AtoZ blogs: D is for… deterioration

Tips to help you get a head start on damage from deterioration.

When trouble is sensed well in advance it can easily be remedied; if you wait for it to show itself any medicine will be too late because the disease will have become incurable.

Niccolò Machiavelli, The Prince

Principal Consultant, Peter van Manen offers tips to get a head start on damage from deterioration

Detecting deterioration early is the key to a longer (asset) life. But acting early, while something still has much to give, can be an expensive luxury. The trick is to understand the environment, duty cycle and failure modes well enough to be able to get a head start on damage.

But it isn’t easy measuring deterioration directly. You don’t see the build-up of stresses and strains until it is too late, so you choose between replacing or repairing things that are still working perfectly, or waiting until the cracks or catastrophe appear.
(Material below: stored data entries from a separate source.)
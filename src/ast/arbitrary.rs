//! Arbitrary AST generator.
//!
//! Generated trees carry no line information and always re-parse to
//! themselves once emitted: numbers are non-negative (a leading `-` is a
//! unary operator), and branches of control statements are blocks, which
//! keeps `else` from binding to the wrong `if`.

use proptest::prelude::*;

use super::*;

/// Variable names used by generated programs.
const VARS: &[&str] = &["a", "b", "c", "x", "y", "n"];

/// Callee names; includes library functions and a name that is also a
/// variable.
const CALLEES: &[&str] = &["f0", "f1", "f2", "main", "printf", "scanf", "a"];

/// Characters that appear in char and string literals.
const CHARS: &[char] = &['a', 'Z', '0', ' ', '\'', '"', '\\', '\n', '\t', '\r', '%'];

/// Generate an arbitrary program: up to three user functions `f0`, `f1`,
/// `f2`, followed by `main`.
pub fn arb_program() -> impl Strategy<Value = Program> {
    (1..4usize)
        .prop_flat_map(|n| {
            (0..n)
                .map(|i| format!("f{i}"))
                .chain(std::iter::once("main".to_string()))
                .map(arb_function_def)
                .collect::<Vec<_>>()
        })
        .prop_map(|decls| Program {
            decls: decls.into_iter().map(NonLocated::unlocated).collect(),
        })
}

/// Generate an arbitrary function definition with the given name.
pub fn arb_function_def(name: String) -> impl Strategy<Value = FunctionDef> {
    (
        arb_type(),
        prop::collection::vec(arb_param(), 0..3),
        prop::collection::vec(arb_stmt(), 0..5),
    )
        .prop_map(move |(ret_ty, params, stmts)| FunctionDef {
            ret_ty: ret_ty.unlocated(),
            name: name.clone().unlocated(),
            params: params.into_iter().map(NonLocated::unlocated).collect(),
            body: block_of(stmts).unlocated(),
        })
}

/// Generate an arbitrary parameter.
pub fn arb_param() -> impl Strategy<Value = Param> {
    (arb_type(), arb_var()).prop_map(|(ty, name)| Param {
        ty: ty.unlocated(),
        name,
    })
}

/// Generate an arbitrary type.
pub fn arb_type() -> impl Strategy<Value = Type> {
    prop_oneof![Just(Type::Int), Just(Type::Char), Just(Type::Bool)]
}

fn block_of(stmts: Vec<Stmt>) -> Block {
    Block {
        stmts: stmts.into_iter().map(NonLocated::unlocated).collect(),
    }
}

/// Generate an arbitrary statement.
pub fn arb_stmt() -> impl Strategy<Value = Stmt> {
    let leaf = prop_oneof![
        arb_var_decl().prop_map(Stmt::VarDecl),
        arb_expr().prop_map(Stmt::Expr),
        proptest::option::of(arb_expr()).prop_map(|expr| Stmt::Return(Return { expr })),
    ];
    leaf.prop_recursive(3, 24, 4, |inner| {
        let block = prop::collection::vec(inner, 0..4).prop_map(block_of);
        let branch = block.clone().prop_map(|block| Box::new(Stmt::Block(block).unlocated()));
        prop_oneof![
            block.prop_map(Stmt::Block),
            (
                arb_expr(),
                branch.clone(),
                proptest::option::of(branch.clone())
            )
                .prop_map(|(cond, then, els)| Stmt::If(If { cond, then, els })),
            (arb_expr(), branch.clone()).prop_map(|(cond, body)| Stmt::While(While { cond, body })),
            (
                proptest::option::of(arb_for_init()),
                proptest::option::of(arb_expr()),
                proptest::option::of(arb_expr()),
                branch,
            )
                .prop_map(|(init, cond, update, body)| Stmt::For(For {
                    init,
                    cond,
                    update,
                    body,
                })),
        ]
    })
}

/// Generate an arbitrary variable declaration.
pub fn arb_var_decl() -> impl Strategy<Value = VarDecl> {
    (arb_type(), arb_var(), proptest::option::of(arb_expr())).prop_map(|(ty, name, init)| {
        VarDecl {
            ty: ty.unlocated(),
            name,
            init,
        }
    })
}

fn arb_for_init() -> impl Strategy<Value = ForInit> {
    prop_oneof![
        arb_var_decl().prop_map(|decl| ForInit::VarDecl(decl.unlocated())),
        arb_expr().prop_map(ForInit::Expr),
    ]
}

/// Generate an arbitrary expression.
///
/// Assignment targets are always plain identifiers.
pub fn arb_expr() -> impl Strategy<Value = Expr> {
    let leaf = prop_oneof![
        arb_var().prop_map(Expr::Ident),
        arb_literal().prop_map(Expr::Literal),
    ];
    leaf.prop_recursive(4, 32, 3, |inner| {
        prop_oneof![
            (arb_unary_op(), inner.clone()).prop_map(|(op, expr)| Expr::Unary(UnaryExpr {
                op: op.unlocated(),
                expr: Box::new(expr),
            })),
            (arb_binary_op(), inner.clone(), inner.clone()).prop_map(|(op, lhs, rhs)| {
                Expr::Binary(BinaryExpr {
                    op: op.unlocated(),
                    lhs: Box::new(lhs),
                    rhs: Box::new(rhs),
                })
            }),
            (arb_var(), inner.clone()).prop_map(|(lval, rval)| {
                Expr::Assign(
                    Assignment {
                        lval: Box::new(Expr::Ident(lval)),
                        rval: Box::new(rval),
                    }
                    .unlocated(),
                )
            }),
            (
                prop::sample::select(CALLEES),
                prop::collection::vec(inner, 0..3)
            )
                .prop_map(|(name, args)| {
                    Expr::Call(
                        FunctionCall {
                            name: name.to_string().unlocated(),
                            args,
                        }
                        .unlocated(),
                    )
                }),
        ]
    })
}

/// Generate an arbitrary variable name.
pub fn arb_var() -> impl Strategy<Value = Loc<String>> {
    prop::sample::select(VARS).prop_map(|name| name.to_string().unlocated())
}

/// Generate an arbitrary literal.
pub fn arb_literal() -> impl Strategy<Value = Literal> {
    prop_oneof![
        (0..10000i64).prop_map(|n| Literal::Number(n.unlocated())),
        prop::sample::select(CHARS).prop_map(|c| Literal::Char(c.unlocated())),
        prop::collection::vec(prop::sample::select(CHARS), 0..6)
            .prop_map(|chars| Literal::Str(chars.into_iter().collect::<String>().unlocated())),
        any::<bool>().prop_map(|b| Literal::Bool(b.unlocated())),
    ]
}

/// Generate an arbitrary unary operator.
pub fn arb_unary_op() -> impl Strategy<Value = UnaryOp> {
    prop_oneof![Just(UnaryOp::Pos), Just(UnaryOp::Neg), Just(UnaryOp::Not)]
}

/// Generate an arbitrary binary operator.
pub fn arb_binary_op() -> impl Strategy<Value = BinaryOp> {
    prop_oneof![
        Just(BinaryOp::Add),
        Just(BinaryOp::Sub),
        Just(BinaryOp::Mul),
        Just(BinaryOp::Div),
        Just(BinaryOp::Mod),
        Just(BinaryOp::Eq),
        Just(BinaryOp::Ne),
        Just(BinaryOp::Lt),
        Just(BinaryOp::Le),
        Just(BinaryOp::Gt),
        Just(BinaryOp::Ge),
        Just(BinaryOp::LAnd),
        Just(BinaryOp::LOr),
    ]
}
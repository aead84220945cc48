//! Obfuscation passes and the pipeline that runs them.

use std::str::FromStr;

use nolog::*;

use crate::ast::Program;

pub mod dead_code;
pub mod error;
pub mod names;
pub mod rename;
pub mod rewrite;
pub mod symtable;

pub use dead_code::DeadCodeInsertion;
pub use error::{ConfigError, ObfuscationWarning, PassError, PipelineError};
pub use rename::RenameIdentifiers;

/// A tree-to-tree transformation.
pub trait Pass {
    /// Identifier of the pass, used in diagnostics.
    fn name(&self) -> &'static str;

    /// Transform `program`, appending non-fatal diagnostics to `warnings`.
    fn apply(
        &self,
        program: Program,
        warnings: &mut Vec<ObfuscationWarning>,
    ) -> Result<Program, PassError>;
}

/// Output of a successful pipeline run.
#[derive(Debug, Clone, PartialEq)]
pub struct Obfuscated {
    /// The transformed tree.
    pub program: Program,
    /// Diagnostics raised by the passes, in order.
    pub warnings: Vec<ObfuscationWarning>,
}

/// Runs passes in order, feeding each the output of the previous one.
#[derive(Default)]
pub struct Obfuscator {
    passes: Vec<Box<dyn Pass>>,
}

impl Obfuscator {
    /// Create an empty pipeline.
    pub fn new() -> Self {
        Self::default()
    }

    /// Build the pipeline described by `config`.
    pub fn from_config(config: &ObfuscatorConfig) -> Self {
        let mut obfuscator = Self::new();
        for technique in &config.techniques {
            match technique {
                Technique::RenameIdentifiers => obfuscator.add_pass(config.rename),
                Technique::DeadCode => obfuscator.add_pass(config.dead_code),
            }
        }
        obfuscator
    }

    /// Append a pass.
    pub fn add_pass(&mut self, pass: impl Pass + 'static) {
        self.passes.push(Box::new(pass));
    }

    /// Names of the passes, in order.
    pub fn pass_names(&self) -> Vec<&'static str> {
        self.passes.iter().map(|pass| pass.name()).collect()
    }

    /// Run every pass.
    ///
    /// Stops at the first failing pass; the error carries the tree produced
    /// by the pass before it.
    pub fn run(&self, program: Program) -> Result<Obfuscated, PipelineError> {
        let mut program = program;
        let mut warnings = Vec::new();
        for pass in &self.passes {
            trace!("PIPELINE " => "running `{}`", pass.name());
            let last_good = program.clone();
            program = match pass.apply(program, &mut warnings) {
                Ok(program) => program,
                Err(source) => {
                    warn!("PIPELINE " => "`{}` failed: {}", pass.name(), source);
                    return Err(PipelineError {
                        pass: pass.name(),
                        source,
                        last_good: Box::new(last_good),
                        warnings,
                    });
                }
            };
        }
        Ok(Obfuscated { program, warnings })
    }
}

/// Obfuscation technique.
#[derive(Debug, Clone, Copy, PartialEq, Eq, Hash)]
pub enum Technique {
    /// `rename_identifiers`
    RenameIdentifiers,
    /// `dead_code`
    DeadCode,
}

impl Technique {
    /// Identifier of the technique.
    pub fn as_str(&self) -> &'static str {
        match self {
            Technique::RenameIdentifiers => "rename_identifiers",
            Technique::DeadCode => "dead_code",
        }
    }
}

impl FromStr for Technique {
    type Err = ConfigError;

    fn from_str(s: &str) -> Result<Self, Self::Err> {
        match s {
            "rename_identifiers" => Ok(Technique::RenameIdentifiers),
            "dead_code" => Ok(Technique::DeadCode),
            _ => Err(ConfigError::UnknownTechnique(s.to_string())),
        }
    }
}

impl std::fmt::Display for Technique {
    fn fmt(&self, f: &mut std::fmt::Formatter<'_>) -> std::fmt::Result {
        f.write_str(self.as_str())
    }
}

/// Which techniques run, in which order, with which options.
#[derive(Debug, Clone, PartialEq)]
pub struct ObfuscatorConfig {
    techniques: Vec<Technique>,
    /// Options of the renaming pass.
    pub rename: RenameIdentifiers,
    /// Options of the dead code pass.
    pub dead_code: DeadCodeInsertion,
}

impl Default for ObfuscatorConfig {
    fn default() -> Self {
        Self::with_techniques([Technique::RenameIdentifiers, Technique::DeadCode])
    }
}

impl ObfuscatorConfig {
    /// Run the given techniques with default options. Repeated techniques
    /// run once, at their first position.
    pub fn with_techniques(techniques: impl IntoIterator<Item = Technique>) -> Self {
        let mut unique = Vec::new();
        for technique in techniques {
            if !unique.contains(&technique) {
                unique.push(technique);
            }
        }
        Self {
            techniques: unique,
            rename: RenameIdentifiers::default(),
            dead_code: DeadCodeInsertion::default(),
        }
    }

    /// Parse technique identifiers.
    pub fn parse_techniques<'a>(
        names: impl IntoIterator<Item = &'a str>,
    ) -> Result<Self, ConfigError> {
        let techniques = names
            .into_iter()
            .map(Technique::from_str)
            .collect::<Result<Vec<_>, _>>()?;
        Ok(Self::with_techniques(techniques))
    }

    /// Techniques to run, in order.
    pub fn techniques(&self) -> &[Technique] {
        &self.techniques
    }
}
We use mathematical models to help us manage deterioration. Models of the physical thing and probability to deal with uncertainty. In gas turbines, we use the temperature of the hot gases as a surrogate for accumulated damage of the expensive turbine blades. These blades will normally fail by combined creep and fatigue. We count the damage cycles whenever the turbine is running or standing idle and predict when the blades might fail. And then replace them before they do so.

The temperatures are measured and recorded in the control system of the turbine.  The accumulated blade damage is calculated in real-time, providing an immediate measure of deterioration.

Developing this approach took time, with a lot of detailed analysis, testing and modelling. But the outcome is pretty special. The high cost of replacing blades across a global fleet of gas turbines is greatly reduced, without increasing any risk of harm. And we return five times the investment in under five years.

We sense trouble well in advance while it is easily remedied.